While I wouldn't automatically have an issue with a dog being present on safety grounds, I would want to know what precautions would be in place and consider whether I was still happy with my child being there. In our case it would actually be a moot point as DP's dog allergy is bad enough that it wouldn't be workable for DS to be coming home with dog hair on his clothes on a daily basis. Every now and again isn't an issue, but daily exposure would be too much. If I had been in the OP's position I would therefore have been left in a bit of a mess and we wouldn't be at all happy about the situation.

LadyHarrietDeSpook · 05/01/2012 11:47

Basically this is one of the aspects of using a CM - you have to accept that it's her business, her home, and her way. It is, of course, her risk as well that people will move childminders if they don't like her arrangements.

I wouldn't have expected her to ask me about it first because I wouldn't have expected to be able to say: "No I'd prefer you didn't" with a CM.

But I might expect some flexibility from her if the arrangement didn't suit my child in terms of things like notice periods etc. For example, if she'd forgotten he has an allergy or was really afraid of the dog etc.

Loueytb3 · 05/01/2012 13:41

Thanks YanknCock - that gives me some ideas about questions to ask the CM when I go and pick up DTs tonight.

OP posts:
dmo · 05/01/2012 14:01

I think she should give one months notice to change of contracts
if you changed details of the contract you would have to give notice

did she get dog for Christmas? she must have known it was coming and if she didnt she should have texted you on boxing day

Loueytb3 · 05/01/2012 14:03

No dmo - she got it on Tuesday evening. And she didn't mention she was going to get it when I picked the DTs up that night.

OP posts:
YankNCock · 05/01/2012 17:32

You don't generally pick up purebred puppies on a moment's notice. Bulldogs I've seen advertised have been fairly expensive and I would have thought highly in demand, so I'd say it's a fair guess the CM had been planning this for a while and knew for at least a few weeks or longer that the puppy was coming.

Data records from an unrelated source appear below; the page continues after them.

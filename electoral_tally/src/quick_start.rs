/*!

# Quick start

This example runs a small municipal election end to end with the `etally` command line tool.

We would like to count the results of two polling stations, `001` and `002`, for three candidates:
Ana, Pedro and Laura. Each station files one record, signed by its members and closed with a seal.

**Writing the tally sheet** Everything is described in a single JSON file. See the
[manual](../manual/index.html#tally-sheets) for the complete format. A full example lives in the
`tests/data/municipal_sample` directory of the repository.

**Counting** Run `etally` with the tally sheet:

```bash
etally --config municipal_sample_config.json
```

The summary of the election is printed on the standard output:

```text
{
  "election": { "name": "Municipal 2024", "type": "municipal", "date": "2024-05-12", "finalized": true },
  "results": [
    { "candidate": "Pedro Lopez", "party": "PC", "votes": "70", "preferentialVotes": "10", "percentage": "42.42" },
    ...
  ],
  "winner": "Pedro Lopez",
  ...
}
```

Percentages are computed over the votes of the candidates. Blank and null votes only count towards the
participation.

Add `--verbose` to follow what is counted:

```text
[2024-05-12T20:15:02Z INFO  electoral_tally::record] electoral record A-001 (...) finalized with 107 effective voters
[2024-05-12T20:15:02Z INFO  electoral_tally::election] election ...: counting record A-001 (100 valid votes)
```

**Keeping the results** The `--out` flag writes the summary to a file instead, and `--snapshot` writes the complete
state (parties, candidates, stations, records and elections) so that it can be inspected or loaded again with
`Registry::from_snapshot`.

**Checking against a reference** When the results were already published, `--reference` compares the
summary with a file and prints the differences. The command fails if they do not match:

```bash
etally --config municipal_sample_config.json --reference municipal_sample_expected_summary.json
```

**Roles** By default the tool runs as `admin`. With `--role operator` the records are counted but the
election cannot be finalized; with `--role observer` nothing can be entered.

*/
use clap::Parser;
use log::{info, LevelFilter};
use snafu::ErrorCompat;

mod args;
mod tally;

use crate::args::Args;
use crate::tally::{run_tally, RunOptions};

fn main() {
    let args = Args::parse();

    let mut builder =
        env_logger::Builder::from_env(env_logger::Env::default().default_filter_or("warn"));
    if args.verbose {
        builder.filter_level(LevelFilter::Debug);
    }
    builder.init();

    info!("args: {:?}", args);

    let opts = RunOptions {
        out: args.out.clone(),
        snapshot: args.snapshot.clone(),
        reference: args.reference.clone(),
        role: args.role.clone(),
    };

    if let Err(e) = run_tally(&args.config, &opts) {
        eprintln!("An error occured: {}", e);
        if let Some(bt) = ErrorCompat::backtrace(&e) {
            eprintln!("trace: {}", bt);
        }
        std::process::exit(1);
    }
}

pigletmania · 05/01/2012 18:35

YANBU, yes it could be beneficial, but as she is running a business looking after children from her home, she should have consulted you before she got the dog, what breed she was getting, so that you can do your research, and make an informed decision as to whether to continue with her or find somebody else.

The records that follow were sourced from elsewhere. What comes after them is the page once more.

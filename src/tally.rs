use log::{debug, info, warn};

use electoral_tally::access::{Action, Authorizer, Role, RoleHierarchy};
use electoral_tally::registry::Registry;
use electoral_tally::*;
use snafu::{prelude::*, ErrorCompat, Snafu};

use std::collections::HashMap;
use std::fs;

use serde_json::json;
use serde_json::Value as JSValue;
use text_diff::print_diff;

use crate::tally::config_reader::*;

mod config_reader;

#[derive(Debug, Snafu)]
pub enum TallyRunError {
    #[snafu(display("Error opening file {path}"))]
    OpeningJson {
        source: std::io::Error,
        path: String,
    },
    #[snafu(display("Error reading JSON: {source}"))]
    ParsingJson { source: serde_json::Error },
    #[snafu(display("Error writing file {path}"))]
    WritingOutput {
        source: std::io::Error,
        path: String,
    },
    #[snafu(display("{source}"))]
    Engine { source: TallyError },
    #[snafu(display("role {role} is not allowed to {action}"))]
    Unauthorized { role: Role, action: Action },
    #[snafu(display("the tally sheet refers to an unknown {kind} {reference:?}"))]
    UnknownReference {
        kind: &'static str,
        reference: String,
    },

    #[snafu(whatever, display("{message}"))]
    Whatever {
        message: String,
        #[snafu(source(from(Box<dyn std::error::Error>, Some)))]
        source: Option<Box<dyn std::error::Error>>,
    },
}

type TallyRunResult<T> = Result<T, TallyRunError>;

#[derive(Eq, PartialEq, Debug, Clone, Default)]
pub struct RunOptions {
    /// File path for the summary. `None` or "stdout" prints it.
    pub out: Option<String>,
    /// File path for the registry snapshot.
    pub snapshot: Option<String>,
    /// Reference summary to compare with.
    pub reference: Option<String>,
    pub role: String,
}

fn authorize(role: Role, action: Action) -> TallyRunResult<()> {
    ensure!(
        RoleHierarchy.is_allowed(role, action),
        UnauthorizedSnafu { role, action }
    );
    Ok(())
}

fn count(field: &'static str, value: i64) -> TallyRunResult<u64> {
    checked_count(field, value).context(EngineSnafu)
}

/// Loads the tally sheet into a fresh registry and counts the sealed records.
fn import(sheet: &TallySheet, role: Role) -> TallyRunResult<(Registry, ElectionId)> {
    authorize(role, Action::ManageEntities)?;
    let mut reg = Registry::new();

    for p in sheet.parties.iter() {
        reg.create_party(&p.name, &p.acronym, &p.legal_representative, p.logo.as_deref())
            .context(EngineSnafu)?;
    }

    let mut candidates: HashMap<&str, CandidateId> = HashMap::new();
    for c in sheet.candidates.iter() {
        let party_id = reg
            .party_by_acronym(&c.party)
            .map(|p| p.id())
            .context(UnknownReferenceSnafu {
                kind: "party",
                reference: c.party.clone(),
            })?;
        let cid = reg
            .create_candidate(
                &c.first_name,
                &c.last_name,
                &c.national_id,
                party_id,
                c.position.as_deref(),
            )
            .context(EngineSnafu)?;
        if candidates.insert(c.code.as_str(), cid).is_some() {
            whatever!("Candidate code {:?} is used more than once", c.code);
        }
    }

    let mut stations: HashMap<&str, StationId> = HashMap::new();
    for s in sheet.stations.iter() {
        let registered = count("registeredVoters", s.registered_voters)?;
        let sid = reg
            .create_station(&s.number, &s.location, &s.address, registered)
            .context(EngineSnafu)?;
        if let Some(effective) = s.effective_voters {
            let effective = count("effectiveVoters", effective)?;
            reg.update_station_voter_count(sid, effective)
                .context(EngineSnafu)?;
        }
        for m in s.members.iter() {
            let mid = reg
                .create_member(
                    &m.first_name,
                    &m.last_name,
                    &m.national_id,
                    m.role,
                    m.phone.as_deref(),
                    m.email.as_deref(),
                )
                .context(EngineSnafu)?;
            if let Some(previous) = reg.assign_member(sid, mid).context(EngineSnafu)? {
                warn!(
                    "station {}: {} replaced by {} as {}",
                    s.number,
                    previous.full_name(),
                    m.first_name,
                    previous.member_type_label()
                );
            }
        }
        if stations.insert(s.number.as_str(), sid).is_some() {
            whatever!("Station number {:?} is used more than once", s.number);
        }
    }

    let settings = &sheet.election;
    let eid = reg
        .create_election(
            &settings.name,
            settings.date,
            settings.election_type,
            settings.description.as_deref().unwrap_or_default(),
        )
        .context(EngineSnafu)?;
    for c in sheet.candidates.iter() {
        reg.enroll_candidate(eid, candidates[c.code.as_str()])
            .context(EngineSnafu)?;
    }
    for s in sheet.stations.iter() {
        reg.enroll_station(eid, stations[s.number.as_str()])
            .context(EngineSnafu)?;
    }

    for r in sheet.records.iter() {
        let sid = *stations
            .get(r.station.as_str())
            .context(UnknownReferenceSnafu {
                kind: "station",
                reference: r.station.clone(),
            })?;
        let rid = reg
            .create_record(&r.title, sid, &r.place, &r.record_number)
            .context(EngineSnafu)?;

        authorize(role, Action::RegisterVotes)?;
        for v in r.votes.iter() {
            let cid = *candidates
                .get(v.candidate.as_str())
                .context(UnknownReferenceSnafu {
                    kind: "candidate",
                    reference: v.candidate.clone(),
                })?;
            let votes = count("votes", v.votes)?;
            let preferential = count("preferentialVotes", v.preferential_votes.unwrap_or(0))?;
            reg.register_votes(rid, cid, votes, preferential)
                .context(EngineSnafu)?;
        }
        let blank = count("blankVotes", r.blank_votes)?;
        let null = count("nullVotes", r.null_votes)?;
        reg.set_blank_and_null_votes(rid, blank, null)
            .context(EngineSnafu)?;
        if let Some(obs) = r.observations.as_deref() {
            reg.annotate_record(rid, obs).context(EngineSnafu)?;
        }
        for sig in r.signatures.iter() {
            reg.sign_record(rid, sig).context(EngineSnafu)?;
        }

        match r.seal.as_deref() {
            Some(seal) => {
                authorize(role, Action::FinalizeRecord)?;
                reg.finalize_record(rid, seal).context(EngineSnafu)?;
                reg.submit_record(eid, rid).context(EngineSnafu)?;
            }
            None => {
                info!(
                    "record {} for station {} has no seal and is not counted",
                    r.record_number, r.station
                );
            }
        }
    }

    if settings.finalize.unwrap_or(false) {
        authorize(role, Action::FinalizeElection)?;
        reg.finalize_election(eid).context(EngineSnafu)?;
    }

    Ok((reg, eid))
}

fn fmt_percentage(p: f64) -> String {
    format!("{:.2}", p)
}

/// The summary only holds data derived from the tally sheet: no identifiers
/// and no timestamps, so that two runs on the same sheet give the same output.
fn build_summary_js(reg: &Registry, election_id: ElectionId) -> TallyRunResult<JSValue> {
    let election = reg.election(election_id).context(EngineSnafu)?;
    let report = reg.report(election_id).context(EngineSnafu)?;

    let mut results: Vec<JSValue> = Vec::new();
    for r in report.results.iter() {
        let party = reg.party(r.party_id).context(EngineSnafu)?;
        results.push(json!({
            "candidate": r.candidate_name,
            "party": party.acronym(),
            "votes": r.votes.to_string(),
            "preferentialVotes": r.preferential_votes.to_string(),
            "percentage": fmt_percentage(r.percentage),
        }));
    }

    let mut parties: Vec<JSValue> = Vec::new();
    for p in report.parties.iter() {
        let party = reg.party(p.party_id).context(EngineSnafu)?;
        parties.push(json!({
            "party": party.acronym(),
            "candidates": p.candidates.to_string(),
            "votes": p.votes.to_string(),
            "preferentialVotes": p.preferential_votes.to_string(),
            "percentage": fmt_percentage(p.percentage),
        }));
    }

    let winner = match report.winner {
        Some(cid) => {
            let c = election.candidate(cid).context(UnknownReferenceSnafu {
                kind: "candidate",
                reference: cid.to_string(),
            })?;
            json!(c.full_name())
        }
        None => JSValue::Null,
    };

    let stations: Vec<JSValue> = report
        .stations
        .iter()
        .map(|s| {
            json!({
                "station": s.station_number,
                "recordsCounted": s.records_counted.to_string(),
                "validVotes": s.valid_votes.to_string(),
                "blankVotes": s.blank_votes.to_string(),
                "nullVotes": s.null_votes.to_string(),
                "totalVotes": s.total_votes.to_string(),
                "registeredVoters": s.registered_voters.to_string(),
                "participation": fmt_percentage(s.participation),
            })
        })
        .collect();

    Ok(json!({
        "election": {
            "name": election.name,
            "type": election.election_type.to_string(),
            "date": election.date.to_string(),
            "finalized": report.finalized,
        },
        "totals": {
            "votes": report.total_votes.to_string(),
            "blankVotes": report.blank_votes.to_string(),
            "nullVotes": report.null_votes.to_string(),
            "recordsCounted": report.records_counted.to_string(),
        },
        "results": results,
        "parties": parties,
        "winner": winner,
        "participation": {
            "registeredVoters": report.turnout.registered_voters.to_string(),
            "effectiveVoters": report.turnout.effective_voters.to_string(),
            "percentage": fmt_percentage(report.turnout.percentage),
        },
        "stations": stations,
    }))
}

fn write_or_print(path: Option<&str>, contents: &str) -> TallyRunResult<()> {
    match path {
        None | Some("stdout") => {
            println!("{}", contents);
            Ok(())
        }
        Some(p) => {
            info!("Writing summary to {}", p);
            fs::write(p, contents).context(WritingOutputSnafu { path: p })
        }
    }
}

pub fn run_tally(config_path: &str, opts: &RunOptions) -> TallyRunResult<()> {
    let role: Role = opts.role.parse().context(EngineSnafu)?;
    let sheet = read_sheet(config_path)?;
    info!("Tallying {} as {}", sheet.election.name, role);

    let (reg, eid) = import(&sheet, role)?;

    authorize(role, Action::ViewReports)?;
    let result_js = build_summary_js(&reg, eid)?;
    let pretty_js_stats = serde_json::to_string_pretty(&result_js).context(ParsingJsonSnafu {})?;
    write_or_print(opts.out.as_deref(), &pretty_js_stats)?;

    if let Some(snapshot_p) = opts.snapshot.as_deref() {
        let js = serde_json::to_string_pretty(&reg.snapshot()).context(ParsingJsonSnafu {})?;
        fs::write(snapshot_p, js).context(WritingOutputSnafu { path: snapshot_p })?;
        debug!("snapshot written to {}", snapshot_p);
    }

    // The reference summary, if provided for comparison
    if let Some(summary_p) = opts.reference.as_deref() {
        let summary_ref = read_summary(summary_p)?;
        let pretty_js_summary_ref =
            serde_json::to_string_pretty(&summary_ref).context(ParsingJsonSnafu {})?;
        if pretty_js_summary_ref != pretty_js_stats {
            warn!("Found differences with the reference string");
            print_diff(
                pretty_js_summary_ref.as_str(),
                pretty_js_stats.as_ref(),
                "\n",
            );
            whatever!("Difference detected between calculated summary and reference summary")
        }
    }

    Ok(())
}

fn run_tally_test(test_name: &str, config_lpath: &str, summary_lpath: &str) -> TallyRunResult<()> {
    let test_dir = option_env!("ETALLY_TEST_DIR")
        .unwrap_or(concat!(env!("CARGO_MANIFEST_DIR"), "/tests/data"));
    info!("Running test {}", test_name);
    let res = run_tally(
        &format!("{}/{}/{}", test_dir, test_name, config_lpath),
        &RunOptions {
            out: Some(std::env::temp_dir().join(format!("{}_summary.json", test_name)).display().to_string()),
            reference: Some(format!("{}/{}/{}", test_dir, test_name, summary_lpath)),
            snapshot: None,
            role: "admin".to_string(),
        },
    );
    if let Err(e) = &res {
        warn!("Error occured {:?}", e);
        eprintln!("An error occured {}", e);
        if let Some(bt) = ErrorCompat::backtrace(e) {
            eprintln!("trace: {}", bt);
        }
    }
    res
}

pub fn test_wrapper(test_name: &str) -> TallyRunResult<()> {
    run_tally_test(
        test_name,
        format!("{}_config.json", test_name).as_str(),
        format!("{}_expected_summary.json", test_name).as_str(),
    )
}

pigletmania · 05/01/2012 18:37

She should have been more open and honest beforehand, not just springing it on you like that. What if your dc are allergic to dogs or had a phobia of them

Tonkaeverywhere · 05/01/2012 18:41

My ds' nursery got a dog, with no warning.

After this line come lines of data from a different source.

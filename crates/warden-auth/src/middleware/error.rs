//! Error response handling for the authentication middleware.
//!
//! Rejections are rendered as `{"error": "...", "message": "..."}` with the
//! `message` field present only when it adds detail. Infrastructure failures
//! never leak their cause to the client.

use axum::{
    Json,
    http::{HeaderMap, HeaderValue, StatusCode, header},
    response::{IntoResponse, Response},
};
use serde::Serialize;

use crate::error::AuthError;

#[derive(Debug, Serialize)]
struct ErrorBody {
    error: String,
    #[serde(skip_serializing_if = "Option::is_none")]
    message: Option<String>,
}

// =============================================================================
// IntoResponse Implementation
// =============================================================================

impl IntoResponse for AuthError {
    fn into_response(self) -> Response {
        let (status, bearer_error, error, message) = error_details(&self);

        let mut headers = HeaderMap::new();
        if status == StatusCode::UNAUTHORIZED {
            let www_auth = build_www_authenticate_header(bearer_error);
            if let Ok(value) = HeaderValue::from_str(&www_auth) {
                headers.insert(header::WWW_AUTHENTICATE, value);
            }
        }

        (status, headers, Json(ErrorBody { error, message })).into_response()
    }
}

/// Extracts error details from an AuthError.
///
/// Returns (HTTP status, RFC 6750 error code, public error, optional detail).
fn error_details(error: &AuthError) -> (StatusCode, Option<&'static str>, String, Option<String>) {
    match error {
        AuthError::MissingCredential => (
            StatusCode::UNAUTHORIZED,
            None,
            "Authorization token is required".to_string(),
            None,
        ),
        AuthError::InvalidCredential { message } => (
            StatusCode::UNAUTHORIZED,
            Some("invalid_token"),
            "Invalid or expired token".to_string(),
            Some(message.clone()),
        ),
        AuthError::SessionExpired => (
            StatusCode::UNAUTHORIZED,
            Some("invalid_token"),
            "Session expired - please login again".to_string(),
            None,
        ),
        AuthError::SessionLookupFailed { .. } => (
            StatusCode::INTERNAL_SERVER_ERROR,
            None,
            "Session validation error".to_string(),
            None,
        ),
        AuthError::AuthenticationRequired => (
            StatusCode::UNAUTHORIZED,
            None,
            "Authentication required".to_string(),
            None,
        ),
        AuthError::Forbidden { message } => (
            StatusCode::FORBIDDEN,
            Some("insufficient_scope"),
            message.clone(),
            None,
        ),
        AuthError::Storage { .. } | AuthError::Configuration { .. } | AuthError::Internal { .. } => (
            StatusCode::INTERNAL_SERVER_ERROR,
            None,
            "Internal server error".to_string(),
            None,
        ),
    }
}

/// Builds the WWW-Authenticate header value for 401 responses.
///
/// Format: `Bearer realm="warden", error="invalid_token"`. The error code is
/// omitted when the request carried no credential.
fn build_www_authenticate_header(error: Option<&str>) -> String {
    match error {
        Some(error) => format!("Bearer realm=\"warden\", error=\"{error}\""),
        None => "Bearer realm=\"warden\"".to_string(),
    }
}

// =============================================================================
// Tests
// =============================================================================

#[cfg(test)]
mod tests {
    use super::*;
    use axum::body::to_bytes;

    async fn body_json(response: Response) -> serde_json::Value {
        let body = to_bytes(response.into_body(), usize::MAX).await.unwrap();
        serde_json::from_slice(&body).unwrap()
    }

    #[tokio::test]
    async fn test_missing_credential_response() {
        let response = AuthError::MissingCredential.into_response();
        assert_eq!(response.status(), StatusCode::UNAUTHORIZED);

        let www_auth = response
            .headers()
            .get(header::WWW_AUTHENTICATE)
            .unwrap()
            .to_str()
            .unwrap();
        assert_eq!(www_auth, "Bearer realm=\"warden\"");

        assert_eq!(
            body_json(response).await,
            serde_json::json!({"error": "Authorization token is required"})
        );
    }

    #[tokio::test]
    async fn test_invalid_credential_carries_detail() {
        let response = AuthError::invalid_credential("Token expired").into_response();
        assert_eq!(response.status(), StatusCode::UNAUTHORIZED);
        assert!(
            response
                .headers()
                .get(header::WWW_AUTHENTICATE)
                .unwrap()
                .to_str()
                .unwrap()
                .contains("error=\"invalid_token\"")
        );

        let json = body_json(response).await;
        assert_eq!(json["error"], "Invalid or expired token");
        assert_eq!(json["message"], "Token expired");
    }

    #[tokio::test]
    async fn test_session_expired_response() {
        let response = AuthError::SessionExpired.into_response();
        assert_eq!(response.status(), StatusCode::UNAUTHORIZED);
        assert_eq!(
            body_json(response).await["error"],
            "Session expired - please login again"
        );
    }

    #[tokio::test]
    async fn test_lookup_failure_hides_cause() {
        let response = AuthError::session_lookup_failed("pg: connection refused").into_response();
        assert_eq!(response.status(), StatusCode::INTERNAL_SERVER_ERROR);
        assert!(!response.headers().contains_key(header::WWW_AUTHENTICATE));

        let json = body_json(response).await;
        assert_eq!(json, serde_json::json!({"error": "Session validation error"}));
    }

    #[tokio::test]
    async fn test_forbidden_response() {
        let response =
            AuthError::forbidden("Access forbidden - admin privileges required").into_response();
        assert_eq!(response.status(), StatusCode::FORBIDDEN);
        assert!(!response.headers().contains_key(header::WWW_AUTHENTICATE));
        assert_eq!(
            body_json(response).await["error"],
            "Access forbidden - admin privileges required"
        );
    }

    #[tokio::test]
    async fn test_server_error_response() {
        let response = AuthError::internal("boom").into_response();
        assert_eq!(response.status(), StatusCode::INTERNAL_SERVER_ERROR);
        assert_eq!(body_json(response).await["error"], "Internal server error");
    }
}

I had previously advised them he was scared of dogs and would run into the road to avoid them.

Then one day (they collected him from nursery so didn't go to drop off), I turned up to collected him, and was greeted by a dog. My ds was petrified, and refused to go back. I had to immediately find another nursery.

This was 10 years ago, and I'm still cross at the disregard they had for my son and I, by not informing us prior to the event.

Tonkaeverywhere · 05/01/2012 18:41

I meant "the collected him from preschool", not "nursery"

Loueytb3 · 05/01/2012 22:26

Tonka - that's dreadful!

Have spoken to CM tonight - apparently it was a snap decision made last weekend. She did admit it was a bit last minute and realises that she should have told us beforehand. They had a dog before but it died 4 yrs ago and it has taken them this long to get over it. She said the reason they chose the bulldog is because it's so gentle (as many of you have said) and it only needs walking 20 mins max a day. I'm going over tomorrow to properly meet it but I'm sure it will be fine. She's offered to keep the dog out of the way at all times when my boys are there but I would rather they learnt dog safety in her house than out in a park.

OP posts:
rookiemater · 05/01/2012 22:36

YANBU. She should have told you in advance, preferably at least the length of notice required in her contract.

I'm not a dog lover and would never willingly choose a CM with a dog. I totally understand that some CMs will have them, fine that is their choice. In addition to the potential safety issues I find most dogs smelly and wouldn't want my DS smelling of dog all the time.

glad though that you seem to have worked it out OP.